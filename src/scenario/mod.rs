//! Scripted sessions against a freshly deployed contract.
//!
//! A script is a JSON array of [`Step`]s. Each step runs as one action on the
//! ledger; failures are recorded in the outcome and the script continues.

use serde::{Deserialize, Serialize};
use tracing::debug;

use crate::config::{ConfigError, LoanConfig};
use crate::contracts::{CollateralizedLoan, LoanError, LoanId};
use crate::ledger::{parse_units, AccountId, LedgerEvent, LedgerSnapshot, LedgerState};

#[derive(Clone, Debug, Serialize, Deserialize, PartialEq, Eq)]
#[serde(tag = "type", rename_all = "snake_case")]
pub enum Step {
    Mint {
        account: AccountId,
        amount: String,
    },
    RequestLoan {
        borrower: AccountId,
        collateral: String,
        #[serde(default)]
        interest_rate_pct: Option<u32>,
        #[serde(default)]
        duration_secs: Option<u64>,
    },
    FundLoan {
        lender: AccountId,
        loan_id: LoanId,
        amount: String,
    },
    RepayLoan {
        borrower: AccountId,
        loan_id: LoanId,
        amount: String,
    },
    ClaimCollateral {
        lender: AccountId,
        loan_id: LoanId,
    },
    AdvanceTime {
        secs: u64,
    },
}

#[derive(Clone, Debug, Serialize, Deserialize, PartialEq, Eq)]
pub struct StepOutcome {
    pub index: usize,
    pub step: Step,
    pub ok: bool,
    #[serde(skip_serializing_if = "Option::is_none")]
    pub loan_id: Option<LoanId>,
    #[serde(skip_serializing_if = "Option::is_none")]
    pub error: Option<String>,
    pub events: Vec<LedgerEvent>,
}

pub struct Session {
    pub ledger: LedgerState,
    pub contract: CollateralizedLoan,
    default_interest_rate_pct: u32,
    default_duration_secs: u64,
    executed: usize,
}

impl Session {
    pub fn new(config: &LoanConfig) -> Result<Self, ConfigError> {
        config.validate()?;
        let mut ledger = config.build_ledger()?;
        let contract =
            CollateralizedLoan::deploy(&mut ledger, &config.genesis.deployer, config.loan_policy());
        Ok(Self {
            ledger,
            contract,
            default_interest_rate_pct: config.policy.default_interest_rate_pct,
            default_duration_secs: config.policy.default_duration_secs,
            executed: 0,
        })
    }

    pub fn run(&mut self, steps: &[Step]) -> Vec<StepOutcome> {
        steps.iter().map(|step| self.run_step(step)).collect()
    }

    pub fn run_step(&mut self, step: &Step) -> StepOutcome {
        let index = self.executed;
        self.executed += 1;
        let mut cursor = self.ledger.subscribe();
        let result = self.apply(step);
        debug!(index, ok = result.is_ok(), "scenario step");
        let events = self.ledger.poll(&mut cursor).to_vec();
        let (loan_id, error) = match result {
            Ok(loan_id) => (loan_id, None),
            Err(err) => (None, Some(err.to_string())),
        };
        StepOutcome {
            index,
            step: step.clone(),
            ok: error.is_none(),
            loan_id,
            error,
            events,
        }
    }

    pub fn snapshot(&self) -> LedgerSnapshot {
        self.ledger.snapshot()
    }

    fn apply(&mut self, step: &Step) -> Result<Option<LoanId>, LoanError> {
        match step {
            Step::Mint { account, amount } => {
                self.ledger.mint(account, parse_units(amount)?, "script")?;
                Ok(None)
            }
            Step::RequestLoan {
                borrower,
                collateral,
                interest_rate_pct,
                duration_secs,
            } => {
                let id = self.contract.request_loan(
                    &mut self.ledger,
                    borrower,
                    interest_rate_pct.unwrap_or(self.default_interest_rate_pct),
                    duration_secs.unwrap_or(self.default_duration_secs),
                    parse_units(collateral)?,
                )?;
                Ok(Some(id))
            }
            Step::FundLoan {
                lender,
                loan_id,
                amount,
            } => {
                self.contract
                    .fund_loan(&mut self.ledger, *loan_id, lender, parse_units(amount)?)?;
                Ok(Some(*loan_id))
            }
            Step::RepayLoan {
                borrower,
                loan_id,
                amount,
            } => {
                self.contract
                    .repay_loan(&mut self.ledger, *loan_id, borrower, parse_units(amount)?)?;
                Ok(Some(*loan_id))
            }
            Step::ClaimCollateral { lender, loan_id } => {
                self.contract
                    .claim_collateral(&mut self.ledger, *loan_id, lender)?;
                Ok(Some(*loan_id))
            }
            Step::AdvanceTime { secs } => {
                self.ledger.advance_time(*secs)?;
                Ok(None)
            }
        }
    }
}

/// The reference walk-through: one loan repaid on time, one defaulted.
pub fn reference_scenario() -> Vec<Step> {
    let request = || Step::RequestLoan {
        borrower: "borrower".into(),
        collateral: "1.0".into(),
        interest_rate_pct: Some(10),
        duration_secs: Some(3_600),
    };
    let fund = |loan_id, amount: &str| Step::FundLoan {
        lender: "lender".into(),
        loan_id,
        amount: amount.into(),
    };
    let repay = |amount: &str| Step::RepayLoan {
        borrower: "borrower".into(),
        loan_id: 0,
        amount: amount.into(),
    };
    let claim = |loan_id| Step::ClaimCollateral {
        lender: "lender".into(),
        loan_id,
    };
    vec![
        request(),
        fund(0, "0.4"),
        fund(0, "0.5"),
        repay("0.53"),
        repay("0.55"),
        claim(0),
        request(),
        fund(1, "0.5"),
        claim(1),
        Step::AdvanceTime { secs: 3_601 },
        claim(1),
    ]
}
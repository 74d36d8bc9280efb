//! The `utils` module provides the pieces shared across `pubsim`: the status
//! error type, logging setup, time sources and list pagination.

pub mod clock;
pub mod error;
pub mod logging;
pub mod paging;

pub use clock::{Clock, ManualClock, SystemClock};
pub use error::{Code, Error, Result};
use std::time::Duration;

use tokio::time::Instant;
use tokio_util::sync::CancellationToken;

use crate::utils::error::{Error, Result};

/// Caller-side cancellation and deadline for a blocking operation.
#[derive(Debug, Clone, Default)]
pub struct CallContext {
    cancel: CancellationToken,
    deadline: Option<Instant>,
}

impl CallContext {
    /// No deadline, not cancelled.
    pub fn new() -> Self {
        Self::default()
    }

    pub fn with_timeout(timeout: Duration) -> Self {
        Self {
            cancel: CancellationToken::new(),
            deadline: Some(Instant::now() + timeout),
        }
    }

    pub fn with_cancellation(cancel: CancellationToken) -> Self {
        Self {
            cancel,
            deadline: None,
        }
    }

    pub fn cancel(&self) {
        self.cancel.cancel();
    }

    pub fn is_cancelled(&self) -> bool {
        self.cancel.is_cancelled()
    }

    /// Sleeps for `duration` unless the call is cancelled or its deadline
    /// passes first.
    pub(crate) async fn sleep(&self, duration: Duration) -> Result<()> {
        let deadline = async {
            match self.deadline {
                Some(at) => tokio::time::sleep_until(at).await,
                None => std::future::pending::<()>().await,
            }
        };
        tokio::select! {
            _ = self.cancel.cancelled() => Err(Error::Cancelled("context canceled".to_string())),
            _ = deadline => Err(Error::DeadlineExceeded("context deadline exceeded".to_string())),
            _ = tokio::time::sleep(duration) => Ok(()),
        }
    }
}
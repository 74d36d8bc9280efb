//! Time sources for the broker.
//!
//! Every timestamp the broker stamps or compares (publish time, lease
//! expiry, retention age, modack audit entries) comes from a [`Clock`], so
//! tests can drive leases and retention without sleeping.

use std::sync::{Arc, Mutex, PoisonError};

use chrono::{DateTime, TimeDelta, Utc};

pub trait Clock: Send + Sync {
    fn now(&self) -> DateTime<Utc>;
}

/// Wall-clock time.
#[derive(Debug, Default, Clone, Copy)]
pub struct SystemClock;

impl Clock for SystemClock {
    fn now(&self) -> DateTime<Utc> {
        Utc::now()
    }
}

/// A clock that only moves when told to. Clones share the same instant.
#[derive(Debug, Clone)]
pub struct ManualClock {
    now: Arc<Mutex<DateTime<Utc>>>,
}

impl ManualClock {
    pub fn new(start: DateTime<Utc>) -> Self {
        Self {
            now: Arc::new(Mutex::new(start)),
        }
    }

    /// Starts at the current wall-clock time.
    pub fn starting_now() -> Self {
        Self::new(Utc::now())
    }

    pub fn set(&self, instant: DateTime<Utc>) {
        *self.now.lock().unwrap_or_else(PoisonError::into_inner) = instant;
    }

    pub fn advance(&self, by: TimeDelta) {
        let mut now = self.now.lock().unwrap_or_else(PoisonError::into_inner);
        *now += by;
    }
}

impl Clock for ManualClock {
    fn now(&self) -> DateTime<Utc> {
        *self.now.lock().unwrap_or_else(PoisonError::into_inner)
    }
}

#[cfg(test)]
mod tests {
    use super::*;

    #[test]
    fn manual_clock_moves_only_when_advanced() {
        let start = DateTime::from_timestamp(1_700_000_000, 0).unwrap();
        let clock = ManualClock::new(start);
        assert_eq!(clock.now(), start);

        let shared = clock.clone();
        shared.advance(TimeDelta::seconds(30));
        assert_eq!(clock.now(), start + TimeDelta::seconds(30));

        clock.set(start);
        assert_eq!(shared.now(), start);
    }
}
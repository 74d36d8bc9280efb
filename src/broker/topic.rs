//! Topic management
//!
//! A `Topic` holds the names of the subscriptions attached to it. It does not
//! own them: deleting a topic detaches its subscriptions, which live on in the
//! broker's registry.
//!
//! Concurrency note: callers must hold the broker lock.

use std::collections::BTreeSet;

use crate::protocol::{self, FieldMask};
use crate::utils::error::{Error, Result};

/// Topic name reported by subscriptions whose topic was deleted.
pub const DELETED_TOPIC: &str = "_deleted-topic_";

#[derive(Debug, Default)]
pub struct Topic {
    pub(crate) proto: protocol::Topic,
    pub(crate) subscriptions: BTreeSet<String>,
}

impl Topic {
    pub fn new(proto: protocol::Topic) -> Self {
        Self {
            proto,
            subscriptions: BTreeSet::new(),
        }
    }

    pub fn name(&self) -> &str {
        &self.proto.name
    }

    /// Attach a subscription. Duplicate attaches are ignored.
    pub fn attach(&mut self, subscription: &str) {
        self.subscriptions.insert(subscription.to_string());
    }

    pub fn detach(&mut self, subscription: &str) {
        self.subscriptions.remove(subscription);
    }

    /// Applies the masked fields of `update`. Every path is checked before
    /// anything changes.
    pub fn apply_update(&mut self, update: &protocol::Topic, mask: &FieldMask) -> Result<()> {
        if mask.paths.is_empty() {
            return Err(Error::InvalidArgument("missing update_mask".to_string()));
        }
        for path in &mask.paths {
            if !matches!(path.as_str(), "labels" | "message_storage_policy") {
                return Err(Error::InvalidArgument(format!("unknown field name {path:?}")));
            }
        }
        for path in &mask.paths {
            match path.as_str() {
                "labels" => self.proto.labels = update.labels.clone(),
                _ => self.proto.message_storage_policy = update.message_storage_policy.clone(),
            }
        }
        Ok(())
    }
}

/// Whether `name` has the `projects/*/topics/*` shape.
pub fn is_valid_topic_name(name: &str) -> bool {
    let parts: Vec<&str> = name.split('/').collect();
    matches!(
        parts.as_slice(),
        ["projects", project, "topics", topic] if !project.is_empty() && !topic.is_empty()
    )
}
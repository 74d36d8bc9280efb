use crate::utils::error::{Error, Result};

/// Half-open index range of one page of a sorted listing.
#[derive(Debug, Clone, PartialEq, Eq)]
pub struct PageBounds {
    pub from: usize,
    pub to: usize,
    /// Empty when this page reaches the end of the listing.
    pub next_page_token: String,
}

/// Computes the page of a `len`-element listing selected by a page size and
/// an opaque token. The token is the decimal offset of the first element.
/// A page size of zero or less returns everything from the offset onwards.
pub fn page_bounds(page_size: i32, page_token: &str, len: usize) -> Result<PageBounds> {
    let mut from = 0;
    if !page_token.is_empty() {
        from = page_token
            .parse::<usize>()
            .map_err(|e| Error::InvalidArgument(format!("bad page token {page_token:?}: {e}")))?;
        if from >= len {
            return Ok(PageBounds {
                from: len,
                to: len,
                next_page_token: String::new(),
            });
        }
    }

    let mut to = len;
    let mut next_page_token = String::new();
    if let Ok(size) = usize::try_from(page_size) {
        if size > 0 && from + size < len {
            to = from + size;
            next_page_token = to.to_string();
        }
    }
    Ok(PageBounds {
        from,
        to,
        next_page_token,
    })
}
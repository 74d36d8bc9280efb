use std::collections::HashMap;
use std::time::Duration;

use chrono::TimeDelta;
use pubsim::broker::{Broker, MessageId};
use pubsim::protocol::{
    self, AcknowledgeRequest, DeleteSubscriptionRequest, PublishRequest, PubsubMessage,
    PullRequest, ReceivedMessage, SeekRequest, SeekTarget, StreamingPullRequest,
    StreamingPullResponse,
};
use pubsim::utils::clock::{Clock, ManualClock};
use pubsim::{CallContext, Code, Method, Result};
use tokio::sync::mpsc;
use tokio::task::JoinHandle;
use tokio::time::timeout;
use tokio_stream::wrappers::ReceiverStream;

const TOPIC: &str = "projects/demo/topics/t";
const SUB: &str = "projects/demo/subscriptions/s";
const WAIT: Duration = Duration::from_secs(2);

struct TestStream {
    requests: mpsc::Sender<Result<StreamingPullRequest>>,
    responses: mpsc::Receiver<StreamingPullResponse>,
    handle: JoinHandle<Result<()>>,
}

impl TestStream {
    fn open(broker: &Broker, first: StreamingPullRequest) -> Self {
        let (requests, request_rx) = mpsc::channel(16);
        let (response_tx, responses) = mpsc::channel(16);
        requests.try_send(Ok(first)).unwrap();
        let broker = broker.clone();
        let handle = tokio::spawn(async move {
            broker
                .streaming_pull(ReceiverStream::new(request_rx), response_tx)
                .await
        });
        Self {
            requests,
            responses,
            handle,
        }
    }

    async fn next(&mut self) -> ReceivedMessage {
        let mut response = timeout(WAIT, self.responses.recv())
            .await
            .expect("timed out waiting for a message")
            .expect("stream ended");
        assert_eq!(response.received_messages.len(), 1);
        response.received_messages.remove(0)
    }

    async fn finish(self) -> Result<()> {
        timeout(WAIT, self.handle)
            .await
            .expect("stream did not end")
            .unwrap()
    }
}

fn first_request() -> StreamingPullRequest {
    StreamingPullRequest {
        subscription: SUB.to_string(),
        ..Default::default()
    }
}

fn setup(clock: Option<ManualClock>) -> Broker {
    let mut builder = Broker::builder();
    if let Some(clock) = clock {
        builder = builder.clock(clock);
    }
    let broker = builder.build().unwrap();
    broker.create_topic(protocol::Topic::new(TOPIC)).unwrap();
    broker
        .create_subscription(protocol::Subscription::new(SUB, TOPIC))
        .unwrap();
    broker
}

fn publish(broker: &Broker, n: usize) -> Vec<String> {
    broker
        .publish(PublishRequest {
            topic: TOPIC.to_string(),
            messages: (0..n).map(|i| PubsubMessage::new(format!("msg-{i}"))).collect(),
        })
        .unwrap()
        .message_ids
}

async fn pull(broker: &Broker) -> Vec<ReceivedMessage> {
    broker
        .pull(
            &CallContext::new(),
            PullRequest {
                subscription: SUB.to_string(),
                return_immediately: true,
                max_messages: 10,
            },
        )
        .await
        .unwrap()
        .received_messages
}

#[tokio::test]
async fn publish_pull_acknowledge() {
    let broker = setup(None);
    broker
        .publish(PublishRequest {
            topic: TOPIC.to_string(),
            messages: vec![PubsubMessage::new("hello")],
        })
        .unwrap();

    let received = pull(&broker).await;
    assert_eq!(received.len(), 1);
    assert_eq!(received[0].message.data, "hello");
    assert_eq!(received[0].delivery_attempt, 1);

    broker
        .acknowledge(AcknowledgeRequest {
            subscription: SUB.to_string(),
            ack_ids: vec![received[0].ack_id.clone()],
        })
        .unwrap();
    assert!(pull(&broker).await.is_empty());
}

#[tokio::test]
async fn ack_deadline_above_maximum_is_unknown() {
    let broker = setup(None);
    let err = broker
        .create_subscription(
            protocol::Subscription::new("projects/demo/subscriptions/slow", TOPIC)
                .with_ack_deadline(700),
        )
        .unwrap_err();
    assert_eq!(err.code(), Code::Unknown);
    assert_eq!(err.message(), "bad ack_deadline_seconds: 700");
}

#[tokio::test]
async fn message_ids_strictly_increase() {
    let broker = setup(None);
    let mut ids = publish(&broker, 5);
    ids.push(broker.publish_message(TOPIC, "one more", HashMap::new()).unwrap());
    ids.extend(publish(&broker, 3));

    let sequences: Vec<u64> = ids
        .iter()
        .map(|id| id.parse::<MessageId>().unwrap().sequence())
        .collect();
    assert!(sequences.windows(2).all(|w| w[0] < w[1]));
}

#[tokio::test]
async fn unacked_stream_messages_are_redelivered_after_deadline() {
    let clock = ManualClock::starting_now();
    let broker = setup(Some(clock.clone()));
    let mut stream = TestStream::open(&broker, first_request());
    publish(&broker, 3);

    let mut first = Vec::new();
    for _ in 0..3 {
        first.push(stream.next().await);
    }
    assert!(first.iter().all(|m| m.delivery_attempt == 1));

    clock.advance(TimeDelta::seconds(11));
    let mut again = Vec::new();
    for _ in 0..3 {
        again.push(stream.next().await);
    }
    let mut first_ids: Vec<String> = first.into_iter().map(|m| m.ack_id).collect();
    let mut again_ids: Vec<String> = again.iter().map(|m| m.ack_id.clone()).collect();
    first_ids.sort();
    again_ids.sort();
    assert_eq!(first_ids, again_ids);
    assert!(again.iter().all(|m| m.delivery_attempt == 2));

    drop(stream.requests);
    stream.handle.await.unwrap().unwrap();
}

#[tokio::test]
async fn streamed_acks_stop_redelivery() {
    let clock = ManualClock::starting_now();
    let broker = setup(Some(clock.clone()));
    let mut stream = TestStream::open(&broker, first_request());
    let ids = publish(&broker, 1);

    let received = stream.next().await;
    stream
        .requests
        .send(Ok(StreamingPullRequest {
            ack_ids: vec![received.ack_id],
            ..Default::default()
        }))
        .await
        .unwrap();

    timeout(WAIT, async {
        while broker.message(&ids[0]).map(|m| m.acks) != Some(1) {
            tokio::time::sleep(Duration::from_millis(5)).await;
        }
    })
    .await
    .expect("ack was not applied");

    clock.advance(TimeDelta::seconds(60));
    assert!(pull(&broker).await.is_empty());
    drop(stream.requests);
    assert!(stream.handle.await.unwrap().is_ok());
}

#[tokio::test]
async fn streams_share_new_messages_round_robin() {
    let broker = setup(None);
    let mut a = TestStream::open(&broker, first_request());
    let mut b = TestStream::open(&broker, first_request());
    // both streams must be registered before anything is published
    tokio::time::sleep(Duration::from_millis(50)).await;
    publish(&broker, 4);

    let mut counts = [0usize; 2];
    for _ in 0..4 {
        tokio::select! {
            _ = a.next() => counts[0] += 1,
            _ = b.next() => counts[1] += 1,
        }
    }
    assert_eq!(counts.iter().sum::<usize>(), 4);
    assert!(counts.iter().all(|&c| c > 0), "uneven delivery: {counts:?}");
}

#[tokio::test]
async fn seek_past_everything_acknowledges_all() {
    let clock = ManualClock::starting_now();
    let broker = setup(Some(clock.clone()));
    publish(&broker, 3);

    broker
        .seek(SeekRequest {
            subscription: SUB.to_string(),
            target: Some(SeekTarget::Time(clock.now() + TimeDelta::seconds(1))),
        })
        .unwrap();
    assert!(pull(&broker).await.is_empty());
    assert!(broker.messages().iter().all(|m| m.acks == 1));
}

#[tokio::test]
async fn streaming_pull_argument_errors() {
    let broker = setup(None);

    let missing = TestStream::open(
        &broker,
        StreamingPullRequest {
            subscription: "projects/demo/subscriptions/nope".to_string(),
            ..Default::default()
        },
    );
    assert_eq!(missing.finish().await.unwrap_err().code(), Code::NotFound);

    let mismatched = TestStream::open(
        &broker,
        StreamingPullRequest {
            modify_deadline_ack_ids: vec!["m0".to_string()],
            ..first_request()
        },
    );
    assert_eq!(
        mismatched.finish().await.unwrap_err().code(),
        Code::InvalidArgument
    );

    let too_long = TestStream::open(
        &broker,
        StreamingPullRequest {
            stream_ack_deadline_seconds: 601,
            ..first_request()
        },
    );
    assert_eq!(
        too_long.finish().await.unwrap_err().code(),
        Code::InvalidArgument
    );
}

#[tokio::test]
async fn empty_request_stream_ends_cleanly() {
    let broker = setup(None);
    let (requests, request_rx) = mpsc::channel::<Result<StreamingPullRequest>>(1);
    drop(requests);
    let (response_tx, _responses) = mpsc::channel(1);
    broker
        .streaming_pull(ReceiverStream::new(request_rx), response_tx)
        .await
        .unwrap();
}

#[tokio::test]
async fn deleting_the_subscription_ends_its_streams() {
    let broker = setup(None);
    let stream = TestStream::open(&broker, first_request());
    tokio::time::sleep(Duration::from_millis(50)).await;

    broker
        .delete_subscription(DeleteSubscriptionRequest {
            subscription: SUB.to_string(),
        })
        .unwrap();
    let _requests = stream.requests.clone();
    stream.finish().await.unwrap();
}

#[tokio::test]
async fn stream_timeout_ends_the_stream() {
    let broker = setup(None);
    broker.set_stream_timeout(Duration::from_millis(100));
    let stream = TestStream::open(&broker, first_request());
    let _requests = stream.requests.clone();
    stream.finish().await.unwrap();
}

#[tokio::test]
async fn injected_error_fails_streaming_pull() {
    let broker = setup(None);
    broker.add_reactor(
        Method::StreamingPull,
        pubsim::broker::ErrorInjection::new(Code::Unavailable, "down for maintenance"),
    );
    let stream = TestStream::open(&broker, first_request());
    assert_eq!(stream.finish().await.unwrap_err().code(), Code::Unavailable);
}

#[tokio::test]
async fn closing_the_broker_ends_streams_and_tasks() {
    let broker = setup(None);
    let stream = TestStream::open(&broker, first_request());
    tokio::time::sleep(Duration::from_millis(50)).await;
    let _requests = stream.requests.clone();

    broker.close();
    stream.finish().await.unwrap();
    timeout(WAIT, broker.wait()).await.unwrap();
}
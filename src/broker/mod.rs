pub mod context;
pub mod engine;
pub mod message;
pub mod reactor;
pub(crate) mod stream;
pub mod subscription;
pub mod topic;

pub use context::CallContext;
pub use engine::{Broker, BrokerBuilder};
pub use message::{Message, MessageId, Modack};
pub use reactor::{ErrorInjection, Method, Reaction, Reactor, ReactorRegistry};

● ● ● ● ● ● ●

Exercise prompt = Read the listing. Report every line that includes the word "bool".

Solution for this task =
    pub ok: bool,
    pub fn is_cancelled(&self) -> bool {
pub fn is_valid_topic_name(name: &str) -> bool {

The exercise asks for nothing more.